Your assignment: Please copy every line of the records below that holds the word "outbox".

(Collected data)

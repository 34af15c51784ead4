//! A scripted in-process coordinator.
//!
//! Drives a [`WorkerNode`] running under [`run_node`] on its own thread, the
//! way a real coordinator would over the network: the first macro-chunk goes
//! out with `StartSearch`, later ones only in answer to `WorkRequest`, and
//! `NoMoreWork` once the script's range is used up.

use crossbeam_channel::{Receiver, Sender, unbounded};
use std::sync::Arc;
use std::thread::JoinHandle;

use crate::errors::{NodeError, Result};
use crate::worker_node::{
    CoordinatorMessage, NodeMessage, PipelineFactory, RecordRange, SearchKind, SearchResults,
    ShardProvider, WorkerNode, run_node,
};

/// One search to run through the node.
#[derive(Debug, Clone)]
pub struct SearchScript {
    /// Database to search.
    pub database: u32,
    /// Search direction.
    pub kind: SearchKind,
    /// Model or sequence bytes.
    pub query: Arc<[u8]>,
    /// Full range to cover.
    pub range: RecordRange,
    /// Records handed out per `StartSearch`/`AddWorkChunk`.
    pub macro_chunk: u64,
}

impl SearchScript {
    /// The script's range cut into macro-chunks.
    #[must_use]
    pub fn macro_chunks(&self) -> Vec<RecordRange> {
        self.range.chunks(self.macro_chunk.max(1)).collect()
    }
}

/// Coordinator end of the channels to a node thread.
pub struct ScriptedCoordinator {
    to_node: Sender<CoordinatorMessage>,
    from_node: Receiver<NodeMessage>,
    driver: Option<JoinHandle<Result<()>>>,
    work_requests: u64,
}

impl ScriptedCoordinator {
    /// Move `node` onto a driver thread and connect to it.
    ///
    /// # Errors
    ///
    /// Returns [`NodeError::ThreadSpawn`] if the driver thread cannot start.
    pub fn spawn<S: ShardProvider, F: PipelineFactory>(node: WorkerNode<S, F>) -> Result<Self> {
        let (to_node, inbox) = unbounded();
        let (outbox, from_node) = unbounded();
        let driver = std::thread::Builder::new()
            .name("hmmnode-driver".to_string())
            .spawn(move || run_node(node, &inbox, &outbox))
            .map_err(|e| NodeError::ThreadSpawn { thread_id: usize::MAX, reason: e.to_string() })?;
        Ok(Self { to_node, from_node, driver: Some(driver), work_requests: 0 })
    }

    /// Work requests answered so far.
    #[must_use]
    pub fn work_requests(&self) -> u64 {
        self.work_requests
    }

    /// Run one search to completion.
    ///
    /// # Errors
    ///
    /// Returns the node's reason if it aborts the search, or
    /// [`NodeError::ShutDown`] if the node thread goes away.
    pub fn run_search(&mut self, script: &SearchScript) -> Result<SearchResults> {
        let mut chunks = script.macro_chunks().into_iter();
        let first = chunks.next().unwrap_or(RecordRange::EMPTY);
        self.send(CoordinatorMessage::StartSearch {
            database: script.database,
            range: first,
            query: Arc::clone(&script.query),
            kind: script.kind,
        })?;
        loop {
            match self.from_node.recv().map_err(|_| NodeError::ShutDown)? {
                NodeMessage::WorkRequest => {
                    self.work_requests += 1;
                    match chunks.next() {
                        Some(range) => self.send(CoordinatorMessage::AddWorkChunk { range })?,
                        None => self.send(CoordinatorMessage::NoMoreWork)?,
                    }
                }
                NodeMessage::SearchComplete(results) => return Ok(results),
                NodeMessage::SearchAborted { reason } => return Err(reason),
            }
        }
    }

    /// Send a raw message, for tests of protocol handling.
    ///
    /// # Errors
    ///
    /// Returns [`NodeError::ShutDown`] if the node thread has exited.
    pub fn send(&self, message: CoordinatorMessage) -> Result<()> {
        self.to_node.send(message).map_err(|_| NodeError::ShutDown)
    }

    /// Receive the next raw message from the node.
    ///
    /// # Errors
    ///
    /// Returns [`NodeError::ShutDown`] if the node thread has exited.
    pub fn recv(&self) -> Result<NodeMessage> {
        self.from_node.recv().map_err(|_| NodeError::ShutDown)
    }

    /// Tell the node to stop and wait for it.
    ///
    /// # Errors
    ///
    /// Returns the node's fatal error, if it had one.
    pub fn shutdown(mut self) -> Result<()> {
        // The node may already be gone; joining reports why.
        let _ = self.to_node.send(CoordinatorMessage::Shutdown);
        match self.driver.take() {
            Some(driver) => driver.join().map_err(|payload| NodeError::WorkerPanicked {
                thread_id: usize::MAX,
                message: crate::worker_node::extract_panic_message(payload),
            })?,
            None => Ok(()),
        }
    }
}

impl Drop for ScriptedCoordinator {
    fn drop(&mut self) {
        if let Some(driver) = self.driver.take() {
            let _ = self.to_node.send(CoordinatorMessage::Shutdown);
            let _ = driver.join();
        }
    }
}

Response for this exercise:
        let (outbox, from_node) = unbounded();
            .spawn(move || run_node(node, &inbox, &outbox))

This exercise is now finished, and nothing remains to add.